Cancer with a Known Cause

CURE, Fall 2006, Volume 5, Issue 4

About 20 percent of patients develop secondary MDS—when the disease is caused by chemotherapy, such as alkylating agents, or radiation used to treat a previous cancer—and current research is focused on finding genetic alterations that will provide better treatment options for these patients.

Although most cases of MDS have an unclear cause, called primary or de novo MDS, about 20 percent of patients develop secondary MDS—when the disease is caused by chemotherapy or radiation used to treat a previous cancer. Chemical exposure from benzene and other toxic chemicals have also been known to cause secondary MDS. Unfortunately, patients with this form of MDS usually do not respond as well to treatment and have a worse prognosis than patients with primary MDS. There is also no standard therapy for patients with secondary MDS.

Secondary MDS is mostly found in patients treated for lymphoma or leukemia with chemotherapy combinations, but survivors of breast cancer, prostate cancer and colon cancer, among others, can also be affected. Alkylating agents, such as Cytoxan (cyclophosphamide), Alkeran (melphalan) and Myleran (busulfan), as well as VePesid® (etoposide), Vumon (teniposide) and topoisomerase inhibitors are the most well-known chemotherapy culprits.

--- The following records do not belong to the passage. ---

use std::sync::{Arc, Mutex};

use gapdoc::bidi::leaf_level;
use gapdoc::{
    AttrKey, AttributeSet, Document, DocumentError, DocumentEvent, DocumentFilter,
    DocumentListener, ElementSpec, EventType, FilterBypass, SubEdit, UndoManager,
    UndoableEditListener,
};

#[derive(Clone, Default)]
struct Recorder(Arc<Mutex<Vec<String>>>);

impl Recorder {
    fn push(&self, entry: String) {
        self.0.lock().unwrap().push(entry);
    }

    fn take(&self) -> Vec<String> {
        std::mem::take(&mut *self.0.lock().unwrap())
    }
}

impl DocumentListener for Recorder {
    fn insert_update(&mut self, event: &DocumentEvent) {
        self.push(format!("insert {} {}", event.offset(), event.length()));
    }

    fn remove_update(&mut self, event: &DocumentEvent) {
        self.push(format!("remove {} {}", event.offset(), event.length()));
    }

    fn changed_update(&mut self, event: &DocumentEvent) {
        self.push(format!("change {} {}", event.offset(), event.length()));
    }
}

impl UndoableEditListener for Recorder {
    fn undoable_edit_happened(&mut self, event: &DocumentEvent) {
        self.push(format!("undoable {}", event.event_type()));
    }
}

fn observed(text: &str) -> (Document, Recorder) {
    let mut doc = Document::new();
    doc.insert_string(0, text, None).unwrap();
    let recorder = Recorder::default();
    doc.add_document_listener(Box::new(recorder.clone()));
    doc.add_undoable_edit_listener(Box::new(recorder.clone()));
    (doc, recorder)
}

fn paragraph_ranges(doc: &Document) -> Vec<(usize, usize)> {
    let elements = doc.elements();
    elements
        .children(doc.default_root_element())
        .iter()
        .map(|p| (elements.start_offset(*p), elements.end_offset(*p)))
        .collect()
}

fn bidi_runs(doc: &Document) -> Vec<(usize, usize, u8)> {
    let elements = doc.elements();
    elements
        .children(doc.bidi_root_element())
        .iter()
        .map(|leaf| {
            (
                elements.start_offset(*leaf),
                elements.end_offset(*leaf),
                leaf_level(elements, *leaf),
            )
        })
        .collect()
}

fn kind_order(edit: &SubEdit) -> u8 {
    match edit {
        SubEdit::Content(_) => 0,
        SubEdit::Attribute(_) => 1,
        SubEdit::Structure(_) => 2,
        SubEdit::Bidi(_) => 3,
    }
}

fn structure_edits_on(event: &DocumentEvent, element: gapdoc::ElementId) -> usize {
    event
        .edits()
        .iter()
        .filter(|edit| matches!(edit, SubEdit::Structure(e) if e.element() == element))
        .count()
}

#[test]
fn test_newline_insert_splits_paragraph() {
    let (mut doc, recorder) = observed("abcdef");
    let root = doc.default_root_element();
    let event = doc.insert_string(3, "\n", None).unwrap().unwrap();

    assert_eq!(paragraph_ranges(&doc), vec![(0, 4), (4, 8)]);
    assert_eq!(structure_edits_on(&event, root), 1);
    assert!(event.get_change(root).is_some());
    assert_eq!(doc.get_text(4, 3).unwrap(), "def");
    assert_eq!(recorder.take(), vec!["insert 3 1", "undoable INSERT"]);
}

#[test]
fn test_newline_remove_merges_paragraphs() {
    let (mut doc, recorder) = observed("abc\ndef");
    let root = doc.default_root_element();
    let originals = doc.elements().children(root).to_vec();
    assert_eq!(originals.len(), 2);

    let event = doc.remove(3, 1).unwrap().unwrap();
    let change = event.get_change(root).unwrap();
    assert_eq!(change.removed(), originals.as_slice());
    assert_eq!(change.added().len(), 1);
    assert_eq!(structure_edits_on(&event, root), 1);
    assert_eq!(paragraph_ranges(&doc), vec![(0, 7)]);
    assert_eq!(doc.text(), "abcdef");
    assert_eq!(recorder.take(), vec!["remove 3 1", "undoable REMOVE"]);
}

#[test]
fn test_undo_fires_inverse_listener_and_restores_structure() {
    let (mut doc, recorder) = observed("abc\ndef");
    let before = paragraph_ranges(&doc);
    let mut event = doc.remove(3, 1).unwrap().unwrap();
    recorder.take();

    event.undo(&mut doc).unwrap();
    assert_eq!(doc.text(), "abc\ndef");
    assert_eq!(paragraph_ranges(&doc), before);
    assert_eq!(recorder.take(), vec!["insert 3 1"]);
    assert_eq!(event.undo(&mut doc), Err(DocumentError::CannotUndo));

    event.redo(&mut doc).unwrap();
    assert_eq!(doc.text(), "abcdef");
    assert_eq!(recorder.take(), vec!["remove 3 1"]);
    assert_eq!(event.redo(&mut doc), Err(DocumentError::CannotRedo));
}

#[test]
fn test_undo_manager_unwinds_in_reverse() {
    let mut doc = Document::new();
    let mut history = UndoManager::new();
    for (offset, text) in [(0, "one"), (3, "\ntwo"), (0, "zero\n")] {
        history.add_edit(doc.insert_string(offset, text, None).unwrap().unwrap());
    }
    assert_eq!(doc.text(), "zero\none\ntwo");
    assert_eq!(paragraph_ranges(&doc).len(), 3);

    history.undo(&mut doc).unwrap();
    assert_eq!(doc.text(), "one\ntwo");
    history.undo(&mut doc).unwrap();
    assert_eq!(doc.text(), "one");
    assert_eq!(paragraph_ranges(&doc), vec![(0, 4)]);
    history.redo(&mut doc).unwrap();
    assert_eq!(doc.text(), "one\ntwo");
    assert!(doc.elements().check_coverage(doc.default_root_element()).is_ok());
}

#[test]
fn test_replace_notifies_per_step_and_publishes_once() {
    let (mut doc, recorder) = observed("hello world");
    let mut event = doc.replace(0, 5, "HELLO", None).unwrap().unwrap();
    assert_eq!(doc.text(), "HELLO world");
    assert_eq!(
        recorder.take(),
        vec!["remove 0 5", "insert 0 5", "undoable REMOVE"]
    );

    event.undo(&mut doc).unwrap();
    assert_eq!(doc.text(), "hello world");
}

#[test]
fn test_write_lock_blocks_mutation() {
    let (mut doc, recorder) = observed("abc");
    doc.write_lock().unwrap();
    assert!(matches!(doc.remove(0, 1), Err(DocumentError::IllegalState(_))));
    assert!(matches!(
        doc.insert_string(0, "x", None),
        Err(DocumentError::IllegalState(_))
    ));
    assert!(doc.is_write_locked());
    doc.write_unlock();
    assert_eq!(doc.text(), "abc");
    assert!(recorder.take().is_empty());
}

#[derive(Default)]
struct RemoveLog(Arc<Mutex<Vec<(usize, usize)>>>);

impl DocumentFilter for RemoveLog {
    fn remove(
        &mut self,
        bypass: &mut FilterBypass<'_>,
        offset: usize,
        length: usize,
    ) -> gapdoc::Result<()> {
        self.0.lock().unwrap().push((offset, length));
        bypass.remove(offset, length)
    }
}

#[test]
fn test_filter_sees_zero_length_remove() {
    let (mut doc, recorder) = observed("abc");
    let log = Arc::new(Mutex::new(Vec::new()));
    doc.set_document_filter(Some(Box::new(RemoveLog(log.clone()))));

    assert!(doc.remove(1, 0).unwrap().is_none());
    assert_eq!(*log.lock().unwrap(), vec![(1, 0)]);
    assert_eq!(recorder.take(), vec!["remove 1 0"]);

    doc.remove(0, 2).unwrap().unwrap();
    assert_eq!(log.lock().unwrap().len(), 2);
    assert_eq!(doc.text(), "c");
}

struct Uppercase;

impl DocumentFilter for Uppercase {
    fn insert_string(
        &mut self,
        bypass: &mut FilterBypass<'_>,
        offset: usize,
        text: &str,
        attributes: Option<&AttributeSet>,
    ) -> gapdoc::Result<()> {
        bypass.insert_string(offset, &text.to_uppercase(), attributes)
    }
}

#[test]
fn test_filter_rewrites_insert() {
    let mut doc = Document::new();
    doc.set_document_filter(Some(Box::new(Uppercase)));
    assert!(doc.has_document_filter());
    doc.insert_string(0, "shout", None).unwrap().unwrap();
    assert_eq!(doc.text(), "SHOUT");
    // Empty inserts never reach the filter.
    assert!(doc.insert_string(0, "", None).unwrap().is_none());
}

#[test]
fn test_set_character_attributes_and_undo() {
    let (mut doc, recorder) = observed("hello world");
    let bold = AttributeSet::new().with(AttrKey::BOLD, true);
    let mut event = doc.set_character_attributes(0, 5, &bold, false).unwrap().unwrap();
    assert_eq!(event.event_type(), EventType::Change);

    let is_bold = |doc: &Document, offset: usize| {
        doc.elements()
            .get_attribute(doc.character_element(offset), &AttrKey::BOLD)
            .and_then(|value| value.as_bool())
            == Some(true)
    };
    assert!(is_bold(&doc, 0));
    assert!(is_bold(&doc, 4));
    assert!(!is_bold(&doc, 5));
    let paragraph = doc.paragraph_element(0);
    assert_eq!(doc.elements().element_count(paragraph), 2);
    assert_eq!(recorder.take(), vec!["change 0 5", "undoable CHANGE"]);

    // Applying the same set again changes nothing.
    assert!(doc.set_character_attributes(0, 5, &bold, false).unwrap().is_none());

    event.undo(&mut doc).unwrap();
    assert!(!is_bold(&doc, 0));
    assert_eq!(doc.elements().element_count(paragraph), 1);
}

#[test]
fn test_paragraph_direction_drives_bidi_levels() {
    let mut doc = Document::new();
    doc.insert_string(0, "abc", None).unwrap();
    assert_eq!(doc.elements().element_count(doc.bidi_root_element()), 1);

    let rtl = AttributeSet::new().with(AttrKey::RUN_DIRECTION, "rtl");
    doc.set_paragraph_attributes(0, 0, &rtl, false).unwrap().unwrap();
    let bidi_root = doc.bidi_root_element();
    let levels: Vec<u8> = doc
        .elements()
        .children(bidi_root)
        .iter()
        .map(|leaf| leaf_level(doc.elements(), *leaf))
        .collect();
    assert_eq!(levels, vec![2, 1]);
}

#[test]
fn test_rtl_insert_adds_bidi_run() {
    let mut doc = Document::new();
    doc.insert_string(0, "ab", None).unwrap();
    let event = doc.insert_string(1, "\u{05d0}\u{05d1}", None).unwrap().unwrap();
    let bidi_root = doc.bidi_root_element();
    assert!(event.get_change(bidi_root).is_some());
    let leaf = doc.bidi_element(1);
    assert_eq!(leaf_level(doc.elements(), leaf), 1);
    assert_eq!(doc.elements().start_offset(leaf), 1);
    assert_eq!(doc.elements().end_offset(leaf), 3);
}

#[test]
fn test_create_rebuilds_document() {
    let (mut doc, recorder) = observed("old text");
    let bold = AttributeSet::new().with(AttrKey::BOLD, true);
    let specs = [
        ElementSpec::start_tag(AttributeSet::new()),
        ElementSpec::text(AttributeSet::new(), "one\n"),
        ElementSpec::end_tag(),
        ElementSpec::start_tag(AttributeSet::new()),
        ElementSpec::text(bold, "two"),
        ElementSpec::end_tag(),
    ];
    doc.create(&specs).unwrap();

    assert_eq!(doc.text(), "one\ntwo");
    assert_eq!(paragraph_ranges(&doc), vec![(0, 4), (4, 8)]);
    let run = doc.character_element(5);
    assert_eq!(
        doc.elements().get_attribute(run, &AttrKey::BOLD).and_then(|v| v.as_bool()),
        Some(true)
    );
    assert_eq!(recorder.take(), vec!["insert 0 7", "undoable INSERT"]);
}

#[test]
fn test_insert_specs_requires_text() {
    let mut doc = Document::new();
    let specs = [ElementSpec::content(AttributeSet::new(), 3)];
    assert!(matches!(
        doc.insert_specs(0, &specs),
        Err(DocumentError::InvalidSpecs(_))
    ));
    let specs = [ElementSpec::text(AttributeSet::new().with(AttrKey::ITALIC, true), "abc")];
    doc.insert_specs(0, &specs).unwrap().unwrap();
    assert_eq!(doc.text(), "abc");
}

#[test]
fn test_create_event_orders_every_kind_and_undoes_all() {
    let (mut doc, recorder) = observed("plain\ntext");
    let root = doc.default_root_element();
    let first = doc.elements().children(root)[0];
    let paragraphs = paragraph_ranges(&doc);
    let runs = bidi_runs(&doc);
    let bold = AttributeSet::new().with(AttrKey::BOLD, true);
    let rtl = AttributeSet::new().with(AttrKey::RUN_DIRECTION, "rtl");
    let is_bold = |doc: &Document, offset: usize| {
        doc.elements()
            .get_attribute(doc.character_element(offset), &AttrKey::BOLD)
            .and_then(|value| value.as_bool())
            == Some(true)
    };
    let direction = |doc: &Document| {
        doc.elements()
            .get_attribute(first, &AttrKey::RUN_DIRECTION)
            .and_then(|value| value.as_str())
            .map(str::to_string)
    };

    let specs = [
        ElementSpec::start_tag(rtl),
        ElementSpec::text(bold, "\u{05d0}\u{05d1}\n"),
        ElementSpec::end_tag(),
        ElementSpec::start_tag(AttributeSet::new()),
        ElementSpec::text(AttributeSet::new(), "abc"),
        ElementSpec::end_tag(),
    ];
    let mut event = doc.create(&specs).unwrap();
    assert_eq!(recorder.take(), vec!["insert 0 6", "undoable INSERT"]);

    let kinds: Vec<u8> = event.edits().iter().map(kind_order).collect();
    assert!(kinds.windows(2).all(|pair| pair[0] <= pair[1]), "{:?}", kinds);
    for kind in 0..4 {
        assert!(kinds.contains(&kind), "missing sub-edit kind {} in {:?}", kind, kinds);
    }
    assert!(event.get_change(root).is_some());
    assert!(event.get_change(doc.bidi_root_element()).is_some());

    assert_eq!(doc.text(), "\u{05d0}\u{05d1}\nabc");
    assert_eq!(doc.elements().children(root)[0], first);
    assert_eq!(direction(&doc).as_deref(), Some("rtl"));
    assert!(is_bold(&doc, 0));
    assert!(!is_bold(&doc, 3));
    assert_eq!(paragraph_ranges(&doc), vec![(0, 3), (3, 7)]);
    assert_eq!(bidi_runs(&doc), vec![(0, 3, 1), (3, 7, 0)]);

    event.undo(&mut doc).unwrap();
    assert_eq!(doc.text(), "plain\ntext");
    assert_eq!(paragraph_ranges(&doc), paragraphs);
    assert_eq!(bidi_runs(&doc), runs);
    assert_eq!(direction(&doc), None);
    assert!(!is_bold(&doc, 0));
    assert!(doc.elements().check_coverage(root).is_ok());
    assert!(doc.elements().check_coverage(doc.bidi_root_element()).is_ok());
    assert_eq!(recorder.take(), vec!["remove 0 6"]);

    event.redo(&mut doc).unwrap();
    assert_eq!(doc.text(), "\u{05d0}\u{05d1}\nabc");
    assert_eq!(direction(&doc).as_deref(), Some("rtl"));
    assert!(is_bold(&doc, 1));
    assert_eq!(bidi_runs(&doc), vec![(0, 3, 1), (3, 7, 0)]);
}

#[test]
fn test_elements_and_positions_stay_bounded_over_repeated_edits() {
    let mut doc = Document::new();
    doc.insert_string(0, "abcdef", None).unwrap();
    let mut peak_elements = 0;
    let mut peak_positions = 0;
    for _ in 0..2000 {
        doc.insert_string(3, "\n", None).unwrap();
        doc.remove(3, 1).unwrap();
        peak_elements = peak_elements.max(doc.elements().len());
        peak_positions = peak_positions.max(doc.content().positions().tracked());
    }
    assert_eq!(doc.text(), "abcdef");
    assert_eq!(paragraph_ranges(&doc), vec![(0, 7)]);
    assert!(peak_elements < 200, "arena grew to {} elements", peak_elements);
    assert!(peak_positions < 400, "{} positions tracked", peak_positions);
}

#[test]
fn test_undo_history_keeps_collected_elements_reachable() {
    let mut doc = Document::new();
    let mut history = UndoManager::with_limit(1000);
    doc.insert_string(0, "abcdef", None).unwrap();
    // Enough churn for several collections while every edit stays undoable.
    for round in 0..150 {
        let offset = if round % 2 == 0 { 3 } else { 0 };
        history.add_edit(doc.insert_string(offset, "x\n", None).unwrap().unwrap());
        history.add_edit(doc.remove(offset, 2).unwrap().unwrap());
    }
    while history.can_undo() {
        history.undo(&mut doc).unwrap();
        assert!(doc.elements().check_coverage(doc.default_root_element()).is_ok());
    }
    assert_eq!(doc.text(), "abcdef");
    assert_eq!(paragraph_ranges(&doc), vec![(0, 7)]);

    while history.can_redo() {
        history.redo(&mut doc).unwrap();
    }
    assert_eq!(doc.text(), "abcdef");
    assert!(doc.elements().check_coverage(doc.default_root_element()).is_ok());
}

Current research is hoping to find genetic alterations that will help provide better treatment options for patients with secondary MDS since studies have shown that up to 90 percent of secondary MDS patients have chromosomal mutations in their DNA. Chromosomal abnormalities caused by alkylating agents usually appear in chromosomes 5 and 7 and can develop into MDS over several years, while MDS caused by topoisomerase inhibitor exposure appears sooner as mutations in chromosome 11.

Currently, there is no way to identify patients who have a high risk of secondary MDS. Studies have shown that different mutations confer prognostic information, which may help patients decide between treatment options. In the future, these specific alterations could be used as biomarkers to determine risk of the disease and detect additional cancer cells after treatment.